Here is an easy fix if you want to feel better – soon and quick. This is an opportunity to fully acknowledge once and for all that negative self-talk, negative talk with others, toxic talk, poisonous talk, downer talk, complainer talk, negative thinking talking, is absolutely not ok simply because the more you engage in negative talk, the worse you feel, and the worse others feel around you.
This is not about stopping yourself from constructively addressing difficult or challenging issues within oneself or with others. We’re talking about the draining, downer, destructive consequences of indulging in plain old negative thinking and talking as an aware or unawares habit.
This is not about forcing yourself into “being or acting happy all the time”.
This is about noticing that it is easily possible for you to create a more satisfying experience in your day-to-day life.
Take this moment to notice the way you talk with yourself inside your own mind. And if you are in a relationship, then with your partner. And if you have kids, then with your kids. With your friends. With your parents. With your coworkers, at work. With your neighbors. Is your talk negative? Is it neutral, or positive?
If your talk, overall, were a colour – what colour would it be? If the colour of your internal self-talk is different from how you talk to others, what colour is your self-talk? What colour is your talk with others?
Take a moment to notice those colours. You might get a feeling as you let yourself breathe into those colours. Let them brighten, let them speak to you and inform you. What do you notice?
Now, take a moment to notice what “gets you into” your negative talk mode. What sparks you off? It is often easy to identify what sparks you into negative talk. It’s good to know: because when you know what sparks you into negative yip-yap, you can find ways to steer clear of this toxic sludge and you can head towards the good stuff. When your speaking – internally and externally – is at least neutral, you will notice you immediately feel better. This is an easy fix!

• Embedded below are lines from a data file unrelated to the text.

use derive_more::Display;
use std::fmt::Debug;

use futures_util::future::BoxFuture;

use crate::checkpoints::{Checkpoint, UnsavedCheckpoint};
use crate::events::{EventLog, EventLogsQuery};

#[derive(Debug, Display)]
pub enum RepoError {
    NotConnected,
    Unknown(String),
}

/// Storage boundary of the indexer. Connections are taken per
/// operation so long-lived tasks never pin a pool slot between ticks.
#[async_trait::async_trait]
pub trait Repo: Sync + Send + Clone + Debug {
    type Pool;
    type Conn<'a>: Send;

    async fn get_pool(&self, max_size: u32) -> Result<Self::Pool, RepoError>;
    async fn get_conn<'a>(pool: &'a Self::Pool) -> Result<Self::Conn<'a>, RepoError>;

    async fn run_in_transaction<'a, F>(
        conn: &mut Self::Conn<'a>,
        repo_ops: F,
    ) -> Result<(), RepoError>
    where
        F: for<'b> FnOnce(&'b mut Self::Conn<'a>) -> BoxFuture<'b, Result<(), RepoError>>
            + Send
            + Sync
            + 'a;

    async fn execute_raw_query<'a>(conn: &mut Self::Conn<'a>, query: &str)
        -> Result<(), RepoError>;

    async fn get_checkpoint<'a>(
        conn: &mut Self::Conn<'a>,
        chain_id: i64,
        address: &str,
    ) -> Result<Option<Checkpoint>, RepoError>;
    async fn get_checkpoints<'a>(
        conn: &mut Self::Conn<'a>,
        chain_id: i64,
    ) -> Result<Vec<Checkpoint>, RepoError>;
    /// Same lookup with the row locked until the surrounding
    /// transaction ends, serializing scan and reorg commits for one
    /// `(chain, address)` pair.
    async fn get_checkpoint_for_update<'a>(
        conn: &mut Self::Conn<'a>,
        chain_id: i64,
        address: &str,
    ) -> Result<Option<Checkpoint>, RepoError>;
    async fn upsert_checkpoint<'a>(
        conn: &mut Self::Conn<'a>,
        checkpoint: &UnsavedCheckpoint,
    ) -> Result<(), RepoError>;

    async fn create_event_logs<'a>(
        conn: &mut Self::Conn<'a>,
        event_logs: &[EventLog],
    ) -> Result<(), RepoError>;
    async fn delete_event_logs_above<'a>(
        conn: &mut Self::Conn<'a>,
        chain_id: i64,
        address: &str,
        block_number: i64,
    ) -> Result<(), RepoError>;
    /// One page of stored logs at or below `max_block_number`, newest
    /// block first. Drives the fork-point walk after a reorg.
    async fn get_event_logs_page_desc<'a>(
        conn: &mut Self::Conn<'a>,
        chain_id: i64,
        address: &str,
        max_block_number: i64,
        page: i64,
        per_page: i64,
    ) -> Result<Vec<EventLog>, RepoError>;
    async fn query_event_logs<'a>(
        conn: &mut Self::Conn<'a>,
        query: &EventLogsQuery,
    ) -> Result<Vec<EventLog>, RepoError>;
    async fn count_event_logs<'a>(
        conn: &mut Self::Conn<'a>,
        query: &EventLogsQuery,
    ) -> Result<i64, RepoError>;
    async fn get_all_event_logs<'a>(
        conn: &mut Self::Conn<'a>,
    ) -> Result<Vec<EventLog>, RepoError>;
}

pub trait RepoMigrations: Migratable {
    fn create_checkpoints_migration() -> &'static [&'static str];
    fn create_event_logs_migration() -> &'static [&'static str];

    fn get_migrations() -> Vec<&'static str> {
        [
            Self::create_checkpoints_migration(),
            Self::create_event_logs_migration(),
        ]
        .concat()
    }
}

#[async_trait::async_trait]
pub trait Migratable: Repo {
    async fn migrate<'a>(
        conn: &mut Self::Conn<'a>,
        migrations: Vec<impl AsRef<str> + Send + Sync>,
    ) -> Result<(), RepoError>
    where
        Self: Sized,
    {
        for migration in migrations {
            Self::execute_raw_query(conn, migration.as_ref()).await?;
        }

        Ok(())
    }
}

pub struct SQLikeMigrations;

impl SQLikeMigrations {
    pub fn create_checkpoints() -> &'static [&'static str] {
        &[
            "CREATE TABLE IF NOT EXISTS evindex_checkpoints (
                id SERIAL PRIMARY KEY,
                chain_id BIGINT NOT NULL,
                address VARCHAR NOT NULL,
                block_number BIGINT NOT NULL,
                block_hash VARCHAR NOT NULL,
                updated_at TIMESTAMPTZ NOT NULL DEFAULT NOW()
            )",
            "CREATE UNIQUE INDEX IF NOT EXISTS evindex_checkpoints_chain_address_index
            ON evindex_checkpoints(chain_id,address)",
        ]
    }

    pub fn create_event_logs() -> &'static [&'static str] {
        &[
            "CREATE TABLE IF NOT EXISTS evindex_event_logs (
                id uuid PRIMARY KEY,
                chain_id BIGINT NOT NULL,
                address VARCHAR NOT NULL,
                block_hash VARCHAR NOT NULL,
                block_number BIGINT NOT NULL,
                topic0 VARCHAR,
                topic1 VARCHAR,
                topic2 VARCHAR,
                topic3 VARCHAR,
                data BYTEA NOT NULL,
                decoded_event JSON,
                transaction_hash VARCHAR NOT NULL,
                transaction_index INTEGER NOT NULL,
                log_index INTEGER NOT NULL,
                block_timestamp BIGINT NOT NULL,
                inserted_at TIMESTAMPTZ NOT NULL DEFAULT NOW()
            )",
            "CREATE UNIQUE INDEX IF NOT EXISTS evindex_event_logs_natural_key_index
            ON evindex_event_logs(chain_id,address,block_number,transaction_hash,log_index)",
        ]
    }
}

Ask yourself, “What, for me, are some important reasons to steer clear of negative talk and at least speak neutrally? How will doing this benefit me, in the next two hours even? How will I feel better?”
Perhaps you start to feel: “I’d be more relaxed” or “I’d give myself a break” or “I’d avoid unnecessary conflict or confusion”. “I’d be able to breathe better.” “The person I’m with will feel more relaxed.”
Notice your answers. Notice what you want for yourself, and for others around you, and how you feel as you list the benefits of even neutral, calmer talk.